What to produce – Check each line of the listing below for "single" and state how many lines contain it, with no other words.

***** Supplied data

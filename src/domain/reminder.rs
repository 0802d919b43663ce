//! Reminder record and lifecycle states
//!
//! Reminder is the sole persisted entity. `notify_time` is the single
//! scheduling input; `due_date` and `priority` ride along for display only.
//! `version` increments on every reschedule and is what makes a stale timer
//! firing detectable.

use chrono::{DateTime, NaiveDate, Utc};
use serde::{Deserialize, Serialize};

use super::priority::Priority;

/// Lifecycle state of a reminder
#[derive(Debug, Clone, Copy, PartialEq, Eq, Serialize, Deserialize, Default)]
#[serde(rename_all = "snake_case")]
pub enum ReminderStatus {
    /// Armed and waiting to fire
    #[default]
    Scheduled,
    /// Delivered exactly once (terminal)
    Dispatched,
    /// Explicitly canceled before firing (terminal)
    Canceled,
}

impl ReminderStatus {
    /// Check if no further transitions are permitted out of this state
    pub fn is_terminal(&self) -> bool {
        matches!(self, Self::Dispatched | Self::Canceled)
    }
}

impl std::fmt::Display for ReminderStatus {
    fn fmt(&self, f: &mut std::fmt::Formatter<'_>) -> std::fmt::Result {
        match self {
            Self::Scheduled => write!(f, "scheduled"),
            Self::Dispatched => write!(f, "dispatched"),
            Self::Canceled => write!(f, "canceled"),
        }
    }
}

impl std::str::FromStr for ReminderStatus {
    type Err = String;

    fn from_str(s: &str) -> Result<Self, Self::Err> {
        match s {
            "scheduled" => Ok(Self::Scheduled),
            "dispatched" => Ok(Self::Dispatched),
            "canceled" => Ok(Self::Canceled),
            _ => Err(format!("Unknown reminder status: {}", s)),
        }
    }
}

/// A reminder tied to an externally identified task
#[derive(Debug, Clone, PartialEq, Eq, Serialize, Deserialize)]
pub struct Reminder {
    /// Caller-supplied task identifier, unique across non-canceled records
    pub task_id: i64,

    /// Short text carried through to delivery
    pub title: String,

    /// Calendar date of the underlying task (informational)
    pub due_date: NaiveDate,

    /// Informational priority label
    pub priority: Priority,

    /// Absolute fire time; the single scheduling input
    pub notify_time: DateTime<Utc>,

    /// Incremented on every reschedule; guards against stale firings
    pub version: i64,

    /// Current lifecycle state
    pub status: ReminderStatus,

    /// Creation timestamp
    pub created_at: DateTime<Utc>,

    /// Last mutation timestamp
    pub updated_at: DateTime<Utc>,
}

impl Reminder {
    /// Create a fresh Scheduled reminder at version 1
    pub fn new(
        task_id: i64,
        title: impl Into<String>,
        due_date: NaiveDate,
        priority: Priority,
        notify_time: DateTime<Utc>,
    ) -> Self {
        let now = Utc::now();
        Self {
            task_id,
            title: title.into(),
            due_date,
            priority,
            notify_time,
            version: 1,
            status: ReminderStatus::Scheduled,
            created_at: now,
            updated_at: now,
        }
    }

    /// Update the status
    pub fn set_status(&mut self, status: ReminderStatus) {
        self.status = status;
        self.updated_at = Utc::now();
    }

    /// Check if the record is in a terminal state
    pub fn is_terminal(&self) -> bool {
        self.status.is_terminal()
    }

    /// Check if the fire time has already passed relative to `now`
    pub fn is_past_due(&self, now: DateTime<Utc>) -> bool {
        self.notify_time <= now
    }
}

/// Payload for creating a reminder
#[derive(Debug, Clone, PartialEq, Eq, Serialize, Deserialize)]
pub struct ScheduleRequest {
    pub task_id: i64,
    pub title: String,
    pub due_date: NaiveDate,
    #[serde(default)]
    pub priority: Priority,
    pub notify_time: DateTime<Utc>,
}

/// Payload for rescheduling; `notify_time` is always required, the rest
/// keep their current values when absent
#[derive(Debug, Clone, PartialEq, Eq, Serialize, Deserialize)]
pub struct ReminderUpdate {
    pub notify_time: DateTime<Utc>,
    #[serde(default)]
    pub title: Option<String>,
    #[serde(default)]
    pub due_date: Option<NaiveDate>,
    #[serde(default)]
    pub priority: Option<Priority>,
}

impl ReminderUpdate {
    /// An update that only moves the fire time
    pub fn at(notify_time: DateTime<Utc>) -> Self {
        Self {
            notify_time,
            title: None,
            due_date: None,
            priority: None,
        }
    }

    /// Set a replacement title
    pub fn with_title(mut self, title: impl Into<String>) -> Self {
        self.title = Some(title.into());
        self
    }

    /// Set a replacement priority
    pub fn with_priority(mut self, priority: Priority) -> Self {
        self.priority = Some(priority);
        self
    }

    /// Set a replacement due date
    pub fn with_due_date(mut self, due_date: NaiveDate) -> Self {
        self.due_date = Some(due_date);
        self
    }
}

#[cfg(test)]
mod tests {
    use super::*;
    use chrono::Duration;

    fn sample(task_id: i64) -> Reminder {
        Reminder::new(
            task_id,
            "Team Meeting",
            NaiveDate::from_ymd_opt(2025, 2, 25).unwrap(),
            Priority::High,
            Utc::now() + Duration::hours(1),
        )
    }

    #[test]
    fn test_new_reminder_defaults() {
        let reminder = sample(1);
        assert_eq!(reminder.task_id, 1);
        assert_eq!(reminder.title, "Team Meeting");
        assert_eq!(reminder.version, 1);
        assert_eq!(reminder.status, ReminderStatus::Scheduled);
        assert!(!reminder.is_terminal());
    }

    #[test]
    fn test_terminal_states() {
        let mut reminder = sample(1);
        assert!(!reminder.is_terminal());

        reminder.set_status(ReminderStatus::Dispatched);
        assert!(reminder.is_terminal());

        reminder.set_status(ReminderStatus::Canceled);
        assert!(reminder.is_terminal());
    }

    #[test]
    fn test_is_past_due() {
        let mut reminder = sample(1);
        let now = Utc::now();
        assert!(!reminder.is_past_due(now));

        reminder.notify_time = now - Duration::minutes(5);
        assert!(reminder.is_past_due(now));

        // Boundary: exactly-now counts as past due
        reminder.notify_time = now;
        assert!(reminder.is_past_due(now));
    }

    #[test]
    fn test_status_display_parse_roundtrip() {
        for status in [
            ReminderStatus::Scheduled,
            ReminderStatus::Dispatched,
            ReminderStatus::Canceled,
        ] {
            let parsed: ReminderStatus = status.to_string().parse().unwrap();
            assert_eq!(parsed, status);
        }
        assert!("done".parse::<ReminderStatus>().is_err());
    }

    #[test]
    fn test_reminder_serde() {
        let reminder = sample(42);
        let json = serde_json::to_string(&reminder).unwrap();
        let back: Reminder = serde_json::from_str(&json).unwrap();

        assert_eq!(back.task_id, reminder.task_id);
        assert_eq!(back.title, reminder.title);
        assert_eq!(back.due_date, reminder.due_date);
        assert_eq!(back.notify_time, reminder.notify_time);
        assert_eq!(back.status, reminder.status);
    }

    #[test]
    fn test_update_builder() {
        let at = Utc::now() + Duration::minutes(30);
        let update = ReminderUpdate::at(at)
            .with_title("Updated Meeting")
            .with_priority(Priority::Medium);

        assert_eq!(update.notify_time, at);
        assert_eq!(update.title.as_deref(), Some("Updated Meeting"));
        assert_eq!(update.priority, Some(Priority::Medium));
        assert!(update.due_date.is_none());
    }
}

**********

Exercise solution – 2